Он проводил ее в свою мастерскую на Цветочной набережной. Мюзетте до смерти хотелось спать, но у нее еще хватило сил пожать Марселю руку и напомнить:

– Не забывайте о том, что вы мне обещали.

– Мюзетта! Прелесть моя! – художник слегка дрогнувшим голосом. – Вы здесь под гостеприимным кровом. Спите безмятежно! Спокойной ночи. А я – пойду.

– Зачем же? – проговорила Мюзетта, еле открывая глаза. – Я не боюсь, уверяю вас. Во-первых, здесь две комнаты, я устроюсь на диване.

– Диван жесткий, на нем не уснешь. Это все равно что толченый булыжник. Вы – моя гостья, а сам я напрошусь к приятелю, который живет на этой же площадке. Так будет благоразумнее, – добавил он. – Обычно я держу слово, но мне двадцать два года, вам – восемнадцать… Словом, я удаляюсь. Спокойной ночи, Мюзетта.

На другое утро, часов в восемь, Марсель вернулся в мастерскую с корзиной цветов, за которой он сбегал на рынок. Мюзетта еще спала, – вечером она бросилась на кровать не раздевшись.

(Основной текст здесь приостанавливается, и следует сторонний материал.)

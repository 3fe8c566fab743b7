use secrecy::Secret;

use sqlx::PgExecutor;

use uuid::Uuid;

use crate::domain::EmailAddress;
use crate::model::{NewUser, UserCredentials};

use super::text;

#[derive(sqlx::FromRow)]
struct CredentialsRow {
    id: Uuid,
    email: String,
    password_hash: String,
}

/// Repository for staff accounts
pub struct UsersRepo;

impl UsersRepo {
    #[tracing::instrument("Insert a new user record", skip(executor, new_user), fields(email = %new_user.email))]
    pub async fn insert<'con>(
        executor: impl PgExecutor<'con>,
        new_user: &NewUser,
    ) -> sqlx::Result<Uuid> {
        sqlx::query_scalar("insert into staff_users(email, password_hash) values ($1, $2) returning id")
            .bind(text(&new_user.email))
            .bind(&new_user.password_hash)
            .fetch_one(executor)
            .await
    }

    #[tracing::instrument("Fetch user credentials", skip(executor))]
    pub async fn fetch_credentials_by_email<'con>(
        executor: impl PgExecutor<'con>,
        email: &EmailAddress,
    ) -> sqlx::Result<Option<UserCredentials>> {
        let row: Option<CredentialsRow> =
            sqlx::query_as("select id, email, password_hash from staff_users where email = $1")
                .bind(text(email))
                .fetch_optional(executor)
                .await?;

        Ok(row.map(|row| UserCredentials {
            id: row.id,
            email: row.email,
            password_hash: Secret::new(row.password_hash),
        }))
    }
}
use hmac::{Hmac, Mac};

use sha2::Sha256;

use secrecy::Secret;

/// HMAC-SHA256 key used to sign and verify session tokens
#[derive(Clone)]
pub struct SigningKey(Hmac<Sha256>);

impl SigningKey {
    pub fn new(key: &Secret<String>) -> anyhow::Result<Self> {
        use secrecy::ExposeSecret;

        let key = key.expose_secret();
        if key.is_empty() {
            anyhow::bail!("Signing key cannot be empty");
        }
        let hmac = Hmac::new_from_slice(key.as_bytes())?;

        Ok(Self(hmac))
    }

    /// Signature of a message
    pub fn sign(&self, msg: &[u8]) -> Vec<u8> {
        self.0
            .clone()
            .chain_update(msg)
            .finalize()
            .into_bytes()
            .to_vec()
    }

    /// Check a signature in constant time
    pub fn verify(&self, msg: &[u8], signature: &[u8]) -> bool {
        self.0
            .clone()
            .chain_update(msg)
            .verify_slice(signature)
            .is_ok()
    }
}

От шума она проснулась и протянула Марселю руку.

– Молодец! – сказала она.

– Молодец! – повторил он. – В данном случае это очень похоже на «глупец».

– Ну зачем же так? Это не особенно любезно с вашей стороны. Вместо того чтобы говорить обидные вещи, поднесите мне лучше эти чудесные цветы.

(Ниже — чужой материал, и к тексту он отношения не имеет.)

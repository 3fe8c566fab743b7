use reqwest::{Method, StatusCode};

use serde_json::{json, Value};

use sqlx::PgPool;

use wiremock::matchers::*;
use wiremock::{Mock, ResponseTemplate};

use crate::helpers::{TestApp, TestOptions};

const MAX_TEXT_LEN: usize = 10_000;

async fn mount_translation(app: &TestApp, translated: &str) {
    Mock::given(path("/translate"))
        .and(method("POST"))
        .respond_with(ResponseTemplate::new(200).set_body_json(json!({ "translatedText": translated })))
        .mount(&app.translation_server)
        .await;
}

#[sqlx::test]
async fn translate_returns_provider_text(pool: PgPool) -> sqlx::Result<()> {
    let app = TestApp::spawn(&pool).await;
    mount_translation(&app, "你好").await;

    let res = app
        .post_json("api/translate", &json!({ "text": "Hello" }))
        .await;
    assert_eq!(StatusCode::OK, res.status());

    let body: Value = res.json().await.unwrap();
    assert_eq!(true, body["success"]);
    assert_eq!("你好", body["translatedText"]);
    assert_eq!(5, body["originalLength"]);
    assert_eq!(2, body["translatedLength"]);

    let requests = app
        .translation_server
        .received_requests()
        .await
        .unwrap_or_default();
    let sent: Value = serde_json::from_slice(&requests[0].body).unwrap();
    assert_eq!("en", sent["source"]);
    assert_eq!("zh", sent["target"]);

    Ok(())
}

#[sqlx::test]
async fn text_length_limit_is_inclusive(pool: PgPool) -> sqlx::Result<()> {
    let app = TestApp::spawn(&pool).await;
    mount_translation(&app, "好").await;

    let res = app
        .post_json("api/translate", &json!({ "text": "a".repeat(MAX_TEXT_LEN) }))
        .await;
    assert_eq!(StatusCode::OK, res.status());

    let res = app
        .post_json("api/translate", &json!({ "text": "a".repeat(MAX_TEXT_LEN + 1) }))
        .await;
    assert_eq!(StatusCode::BAD_REQUEST, res.status());

    let body: Value = res.json().await.unwrap();
    assert_eq!(
        "Text exceeds maximum length of 10,000 characters",
        body["error"]
    );

    Ok(())
}

#[sqlx::test]
async fn invalid_text_is_rejected(pool: PgPool) -> sqlx::Result<()> {
    let app = TestApp::spawn(&pool).await;

    let test_cases = vec![
        ("missing text", json!({}), "Text is required"),
        ("empty text", json!({ "text": "" }), "Text is required"),
        ("blank text", json!({ "text": "   " }), "Text cannot be empty"),
        ("numeric text", json!({ "text": 42 }), "Text must be a string"),
    ];

    for (desc, body, message) in test_cases {
        let res = app.post_json("api/translate", &body).await;

        assert_eq!(
            StatusCode::BAD_REQUEST,
            res.status(),
            "request did not fail with {}",
            desc
        );
        let body: Value = res.json().await.unwrap();
        assert_eq!(message, body["error"], "{}", desc);
    }

    Ok(())
}

#[sqlx::test]
async fn provider_failure_is_reported_generically(pool: PgPool) -> sqlx::Result<()> {
    let app = TestApp::spawn(&pool).await;

    Mock::given(any())
        .respond_with(ResponseTemplate::new(500).set_body_string("quota exceeded"))
        .mount(&app.translation_server)
        .await;

    let res = app
        .post_json("api/translate", &json!({ "text": "Hello" }))
        .await;
    assert_eq!(StatusCode::INTERNAL_SERVER_ERROR, res.status());

    let body: Value = res.json().await.unwrap();
    assert_eq!("Translation failed. Please try again.", body["error"]);

    Ok(())
}

#[sqlx::test]
async fn unconfigured_translation_is_unavailable(pool: PgPool) -> sqlx::Result<()> {
    let app = TestApp::spawn_without_translation(&pool).await;

    let status: Value = app.get("api/translate/status").await.json().await.unwrap();
    assert_eq!(false, status["available"]);

    let res = app
        .post_json("api/translate", &json!({ "text": "Hello" }))
        .await;
    assert_eq!(StatusCode::SERVICE_UNAVAILABLE, res.status());

    Ok(())
}

#[sqlx::test]
async fn translation_requests_are_rate_limited(pool: PgPool) -> sqlx::Result<()> {
    let options = TestOptions {
        translate_max: 2,
        ..TestOptions::default()
    };
    let app = TestApp::spawn_with(&pool, options).await;
    mount_translation(&app, "你好").await;

    for _ in 0..2 {
        let res = app
            .post_json("api/translate", &json!({ "text": "Hello" }))
            .await;
        assert_eq!(StatusCode::OK, res.status());
    }

    let res = app
        .post_json("api/translate", &json!({ "text": "Hello" }))
        .await;
    assert_eq!(StatusCode::TOO_MANY_REQUESTS, res.status());

    Ok(())
}

#[sqlx::test]
async fn anonymous_callers_are_limited_by_address(pool: PgPool) -> sqlx::Result<()> {
    let options = TestOptions {
        translate_max: 1,
        ..TestOptions::default()
    };
    let app = TestApp::spawn_with(&pool, options).await;

    let anonymous = || {
        app.request(Method::POST, "api/translate")
            .json(&json!({ "text": "Hello" }))
            .send()
    };

    let res = anonymous().await.expect("Failed to execute request");
    assert_eq!(StatusCode::UNAUTHORIZED, res.status());

    let res = anonymous().await.expect("Failed to execute request");
    assert_eq!(StatusCode::TOO_MANY_REQUESTS, res.status());

    // Signed-in staff are counted separately
    mount_translation(&app, "你好").await;
    let res = app
        .post_json("api/translate", &json!({ "text": "Hello" }))
        .await;
    assert_eq!(StatusCode::OK, res.status());

    Ok(())
}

– Я их для вас и принес, – ответил Марсель. – Примите их. А в награду за гостеприимство спойте мне одну из ваших чудесных песенок. Быть может, тут сохранится хоть слабое эхо вашего голоса, и я еще буду слышать его, когда вы уйдете.

– Это что же такое? Значит, вы собираетесь выставить меня за дверь? – спросила Мюзетта. – А если я не хочу уходить? Знаете, Марсель, я за словом в карман не полезу и что думаю, то и говорю. Вы мне нравитесь, я вам – тоже. Это еще не любовь, но, быть может, зернышко любви. Ну так вот: я не уйду. Я остаюсь здесь, и останусь до тех пор, пока не завянут эти цветы.

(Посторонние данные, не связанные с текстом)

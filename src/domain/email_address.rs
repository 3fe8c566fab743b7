use std::fmt;
use std::str::FromStr;

use regex::Regex;

use unicode_segmentation::UnicodeSegmentation;

const MAX_LEN: usize = 256;

/// A validated, normalized contact or recipient email address
#[derive(Debug, PartialEq, Clone)]
pub struct EmailAddress(String);

impl FromStr for EmailAddress {
    type Err = String;

    fn from_str(value: &str) -> Result<Self, Self::Err> {
        lazy_static::lazy_static! {
            static ref EMAIL_REGEX: Regex =
                Regex::new(r"^[\w.+'-]+@[\w-]+(\.[\w-]+)*\.\w+$").unwrap();
        }

        let value = value.trim();
        if value.is_empty() {
            return Err("Email address cannot be empty".into());
        }
        if value.graphemes(true).count() > MAX_LEN {
            return Err("Email address too long".into());
        }
        if !EMAIL_REGEX.is_match(value) {
            return Err(format!("\"{}\" is not a valid email address", value));
        }

        Ok(Self(value.to_lowercase()))
    }
}

impl AsRef<str> for EmailAddress {
    fn as_ref(&self) -> &str {
        &self.0
    }
}

impl fmt::Display for EmailAddress {
    fn fmt(&self, f: &mut fmt::Formatter<'_>) -> fmt::Result {
        self.0.fmt(f)
    }
}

– Вот как! – вскричал Марсель. – Но ведь не пройдет и двух дней, как они поблекнут. Если бы я знал – так выбрал бы иммортели.

Уже две недели Мюзетта и Марсель жили вместе, и жизнь их была исполнена прелести, хотя иной раз они и оставались без гроша. Мюзетта питала к художнику нежность, какой до сих пор еще никто ей не внушал, а Марсель уже начинал опасаться – не влюбился ли он всерьез в свою любовницу? Ему было невдомек, что и она опасается того же самого, каждое утро он проверял – не вянут ли цветы, смерть которых возвестит об их разрыве, и никак не мог понять, отчего они по-прежнему свежи. Но вскоре Марсель нашел разгадку: как-то ночью он проснулся и не нашел возле себя Мюзетты. Он встал, побежал в комнату и увидел, что его возлюбленная, воспользовавшись тем, что он спит, поливает цветы, чтобы они не завяли.

VII
ЗОЛОТОЙ ДОЖДЬ

Это случилось девятнадцатого марта… Даже если бы нашему другу Родольфу суждено было дожить до преклонных лет господина Рауль-Рошета, присутствовавшего при основании Ниневии, – он все равно не забыл бы эту дату, ибо именно в тот день, в день св. Иосифа, в три часа пополудни он выходил из банкирской конторы, где ему вручили пятьсот франков звонкой монетой.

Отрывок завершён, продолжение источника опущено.